2. So many pipelines… And many more…

3. Ray.IO § Can we do pipelines on Ray? § Can we scale popular AI/ML pipelines on Ray? § Can we unify scikit learn and Spark pipelines?

4. Current pipeline API • Focus on scikit learn and Spark pipelines • Scikit learn missing scaling; Spark focus on data parallel scaling Transform Fit X X y X’ Fitted model

5. Scaling Pipelines: I/O as List of Objects Transform Fit [X1, X2, … XN] [X1, X2, … XN] [y1, y2, … yN] [X1’, X2’, …, XN’] [FM1, FM2, … FMN]

6. Scaling Pipelines: AND/OR Graphs And node X1 X2 XN X1’ X2’ XM’ Or node X Step1 Step2 StepN X’ X’ X’
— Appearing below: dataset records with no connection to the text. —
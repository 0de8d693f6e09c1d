//! Applies override pairs to the aggregate document.
//!
//! Pairs apply one at a time in a stable path order: sorted by dotted
//! path, so a parent path applies before its children and a nested
//! override survives a whole-object write higher up. Exact duplicate
//! paths keep their input order, so the later of two writes to the same
//! path wins. The first failure aborts the fold; pairs already applied
//! stay applied to the candidate document. `ConfigSet::load` only
//! publishes the candidate on overall success, so a partially patched
//! document is never observable.

use serde_json::{Map, Value};

use crate::convert;
use crate::environment::KEY_PREFIX;
use crate::error::{Error, Result};
use crate::path::{self, Segment};

/// Fold `pairs` into `document`, ordered by dotted path.
///
/// The sort puts parent paths before their children and is stable, so
/// exact duplicate paths keep last-write-wins.
///
/// # Errors
///
/// Returns [`Error::OverrideConversion`] if a raw value is not valid YAML,
/// and [`Error::Path`] for an empty path or a structural type conflict.
pub(crate) fn apply_overrides(document: &mut Value, pairs: &[(String, String)]) -> Result<()> {
    let mut ordered: Vec<&(String, String)> = pairs.iter().collect();
    ordered.sort_by(|a, b| a.0.cmp(&b.0));
    for (key, value) in ordered {
        let converted =
            convert::convert(value).map_err(|source| Error::OverrideConversion {
                key: key.clone(),
                value: value.clone(),
                source,
            })?;
        let path = &key[KEY_PREFIX.len()..];
        if path.is_empty() {
            return Err(Error::Path {
                path: String::new(),
                reason: "path cannot be empty".to_owned(),
            });
        }
        write(document, path, converted)?;
        log::debug!("applied override; path={path:?}");
    }
    Ok(())
}

/// Write `value` at `path`, creating intermediate containers as needed.
///
/// Sibling keys and elements at every level are left untouched. The
/// terminal segment replaces whatever value is present.
pub(crate) fn write(document: &mut Value, path: &str, value: Value) -> Result<()> {
    let segments = path::parse(path);
    write_at(document, &segments, path, value)
}

fn write_at(node: &mut Value, segments: &[Segment], path: &str, value: Value) -> Result<()> {
    let Some((segment, rest)) = segments.split_first() else {
        *node = value;
        return Ok(());
    };
    match segment {
        Segment::Field(name) => match node {
            Value::Object(entries) => write_at(
                entries.entry(name.clone()).or_insert(Value::Null),
                rest,
                path,
                value,
            ),
            Value::Array(_) => Err(Error::Path {
                path: path.to_owned(),
                reason: format!("segment {name:?} names a field but an array occupies this position"),
            }),
            other => {
                // scalars give way to a freshly created object
                *other = Value::Object(Map::new());
                write_at(other, segments, path, value)
            }
        },
        Segment::Index(index, raw) => match node {
            // objects may carry all-digit field names; address those as
            // fields, keeping the segment as written
            Value::Object(entries) => write_at(
                entries.entry(raw.clone()).or_insert(Value::Null),
                rest,
                path,
                value,
            ),
            Value::Array(items) => {
                if items.len() <= *index {
                    items.resize(*index + 1, Value::Null);
                }
                write_at(&mut items[*index], rest, path, value)
            }
            other => {
                *other = Value::Array(Vec::new());
                write_at(other, segments, path, value)
            }
        },
    }
}


#[cfg(test)]
mod property_tests {
    use super::*;
    use proptest::prelude::*;
    use serde_json::json;

    // Paths built purely from alphabetic segments only ever address
    // objects, so sequences over them can never hit a type conflict.
    fn object_path() -> impl Strategy<Value = String> {
        proptest::collection::vec("[a-e]{1,2}", 1..4).prop_map(|segments| segments.join("."))
    }

    // No sequence values here: a later field write descending into an
    // array would be a legitimate type conflict, and these strategies are
    // meant to stay conflict-free.
    fn yaml_value() -> impl Strategy<Value = String> {
        prop_oneof![
            Just("1".to_owned()),
            Just("-2".to_owned()),
            Just("true".to_owned()),
            Just("null".to_owned()),
            Just("\"hi\"".to_owned()),
            Just("{a: 1, b: 2}".to_owned()),
        ]
    }

    fn override_pairs() -> impl Strategy<Value = Vec<(String, String)>> {
        proptest::collection::vec((object_path(), yaml_value()), 1..6).prop_map(|entries| {
            entries
                .into_iter()
                .map(|(path, value)| (format!("CONFIGSET.{path}"), value))
                .collect()
        })
    }

    proptest! {
        /// Applying the same pair sequence twice leaves the tree where one
        /// pass left it.
        #[test]
        fn prop_apply_twice_is_idempotent(pairs in override_pairs()) {
            let mut once = json!({});
            apply_overrides(&mut once, &pairs).unwrap();

            let mut twice = once.clone();
            apply_overrides(&mut twice, &pairs).unwrap();

            prop_assert_eq!(once, twice);
        }

        /// A written path immediately reads back the converted value.
        #[test]
        fn prop_write_then_read_round_trips(path in object_path(), value in yaml_value()) {
            let converted = crate::convert::convert(&value).unwrap();
            let mut doc = json!({});
            write(&mut doc, &path, converted.clone()).unwrap();

            prop_assert_eq!(crate::path::lookup(&doc, &path), Some(&converted));
        }

        /// The later of two writes to the same path wins, however many
        /// unrelated pairs sit between them.
        #[test]
        fn prop_same_path_later_wins(
            path in object_path(),
            unrelated in override_pairs(),
        ) {
            let key = format!("CONFIGSET.{path}");
            let mut pairs = vec![(key.clone(), "\"first\"".to_owned())];
            pairs.extend(
                unrelated
                    .into_iter()
                    .filter(|(k, _)| k != &key && !k.starts_with(&format!("{key}.")))
            );
            pairs.push((key, "\"second\"".to_owned()));

            let mut doc = json!({});
            apply_overrides(&mut doc, &pairs).unwrap();

            prop_assert_eq!(crate::path::lookup(&doc, &path), Some(&json!("second")));
        }
    }
}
7. Key Features ▪ Python function as unit of compute ▪ Intuitive for data scientist ▪ Follows transformer APIs ▪ MPI-style scaling ▪ Object references as I/O for unit of compute ▪ Sharing of objects using Plasma store ▪ Enables zero-copy object sharing • List of objects as I/O • Function as unit of compute ▪ Scikit learn typically in Python ▪ Ray.IO with RayDP enables efficient data exchange • Cross environment ▪ Enriched DAGs from plain pipelines ▪ OR nodes for fan- out expressions ▪ AND nodes for arbitrary lambdas • AND/OR Graphs

8. Illustrative Example 8 Preprocess Random Forest Gradient Boost Decision Tree Sample Pipeline Scikit learn Pipeline Our Pipeline

9. Pipelines Galore… Airflow Kubeflow Scikit learn Spark Pipeline Our pipeline Task parallelism ✓ ✓ ✗ ✓ ✓ Data parallelism ✗ ✗ ✗ ✓ ✓ And/Or Graphs ✓ ✓ ✗ ✗ ✓ Computational unit Container Container Python function Python/Java function Python/Java function Mutability of DAG ✗ ✗ ✓ ✓ ✓

10. What to expect? • Execution strategies based on graph traversals • Early stopping criteria • Mutability of execution pipelines • Current status: Proposal discussion with Ray and OSS community

11. Q&A Contacts: Raghu Ganti (rganti@us.ibm.com) Michael Behrendt (michaelbehrendt@de.ibm.com) Linsong Chu (lchu@us.ibm.com) Carlos Costa (chcost@us.ibm.com) Erik Erlandson (eerlands@redhat.com) Mudhakar Srivatsa (msrivats@us.ibm.com)

12. Feedback Your feedback is important to us. Don’t forget to rate and review the sessions.